Scalable Methods For Genome Assembly
MetadataShow full item record
De novo genome assembly is a fundamental problem in the field of computational biology. The goal is to reconstruct an unknown genome from short DNA fragments (called “reads”) obtained from it. Over the last decade, with the advent of numerous next-generation sequencing (NGS) platforms (e.g., Illumina, 454 Roche), billions of reads can be generated in a matter of hours, leading to vast amounts of data accumulation per day. This has necessitated efficient parallelization of the assembly process to meet the growing data demands. While multiple parallel solutions to the problem have been proposed in the past, there still exists a gap in terms of the processing power between massively parallel NGS technologies and the ability of current state-of-the-art assemblers to analyze and assemble large and complex genomes. Conducting genome assembly at scale remains a challenge owing to the intense computational and memory requirements of the problem, coupled with inherent complexities in existing parallel tools associated with data movement, use of complex data structures, unstructured memory accesses and repeated I/O operations. In this dissertation, we address the challenges of conducting genome assembly at scale and develop new methods for conducting extreme-scale genome assembly for microbial and complex eukaryotic genomes. Our approach to the problem is two-fold, wherein we make the following contributions: i) FastEtch- a new method targeting fast and space-efficient assemblies, using probabilistic data structures (Count-Min sketch) that executes efficiently on shared-memory platforms with a minimal computational footprint (both memory and time). ii) PaKman- a fully distributed method that tackles assembly of large genomes through the combination of a novel data-structure (PaK-Graph) and algorithmic strategies to simplify the communication and I/O footprint during the assembly process.
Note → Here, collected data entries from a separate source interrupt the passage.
use chrono::{
    Datelike,
    Days,
    NaiveDate,
    Weekday
};
use serde::{
    Serialize,
    Deserialize
};

use crate::holidayerror::{HolidayError, Result};

/// Years for which the Gregorian computus is defined.
pub const FIRST_SUPPORTED_YEAR: i32 = 1583;
pub const LAST_SUPPORTED_YEAR: i32 = 4099;

#[derive(Debug, PartialEq, Eq, Clone, Copy, Serialize, Deserialize)]
pub enum EasterType {
    Western,
    Orthodox
}

#[derive(Debug, PartialEq, Eq, Clone, Copy)]
pub enum SearchDirection {
    /// On or before the starting date.
    Backward,
    /// On or after the starting date.
    Forward
}

#[inline]
pub fn is_supported_year(year: i32) -> bool {
    (FIRST_SUPPORTED_YEAR..=LAST_SUPPORTED_YEAR).contains(&year)
}

/// Western Easter Sunday of `year`.
pub fn easter(year: i32) -> Result<NaiveDate> {
    easter_for(EasterType::Western, year)
}

/// Easter Sunday of `year` as a Gregorian date, for either tradition.
///
/// The Orthodox date is computed with the Julian computus and then shifted
/// by the Julian/Gregorian drift of the century.
pub fn easter_for(easter_type: EasterType, year: i32) -> Result<NaiveDate> {
    if !is_supported_year(year) {
        return Err(HolidayError::UnsupportedYear(year));
    }

    let g = year % 19;

    // days after March 21st, may be negative for the earliest dates
    let p = match easter_type {
        EasterType::Orthodox => {
            let i = (19 * g + 15) % 30;
            let j = (year + year / 4 + i) % 7;
            let e = if year <= 1600 {
                10
            } else {
                10 + year / 100 - 16 - (year / 100 - 16) / 4
            };
            i - j + e
        },
        EasterType::Western => {
            let c = year / 100;
            let c_div_4 = c / 4;
            let h = (c - c_div_4 - (8 * c + 13) / 25 + 19 * g + 15) % 30;
            let h_div_28 = h / 28;
            let i = h - h_div_28 * (1 - h_div_28 * (29 / (h + 1)) * ((21 - g) / 11));
            let j = (year + year / 4 + i + 2 - c + c_div_4) % 7;
            i - j
        }
    };

    let day = 1 + (p + 27 + (p + 6) / 40) % 31;
    let month = 3 + (p + 26) / 30;

    NaiveDate::from_ymd_opt(year, month as u32, day as u32)
        .ok_or(HolidayError::UnsupportedYear(year))
}

/// Nearest date on or before (`Backward`) or on or after (`Forward`) `d`
/// that falls on `weekday`.
pub fn find_nearest_weekday(d: NaiveDate, weekday: Weekday, direction: SearchDirection) -> Result<NaiveDate> {
    let from = d.weekday().num_days_from_monday() as i32;
    let to = weekday.num_days_from_monday() as i32;

    let shifted = match direction {
        SearchDirection::Backward => {
            d.checked_sub_days(Days::new((from - to).rem_euclid(7) as u64))
        },
        SearchDirection::Forward => {
            d.checked_add_days(Days::new((to - from).rem_euclid(7) as u64))
        }
    };

    shifted.ok_or(HolidayError::UnsupportedYear(d.year()))
}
We present an extensive performance and qualitative evaluation of both our algorithms including comparisons to other state-of-the-art methods. Our results demonstrate that FastEtch can yield one of the best time-memory-quality trade-offs, when compared against many state-of-the-art genome assemblers. PaKman has shown the ability to achieve near-linear speedups on up to 8K cores; outperform state-of-the-art distributed and shared memory tools in performance while delivering comparable (if not better) quality; and reduce time to solution significantly.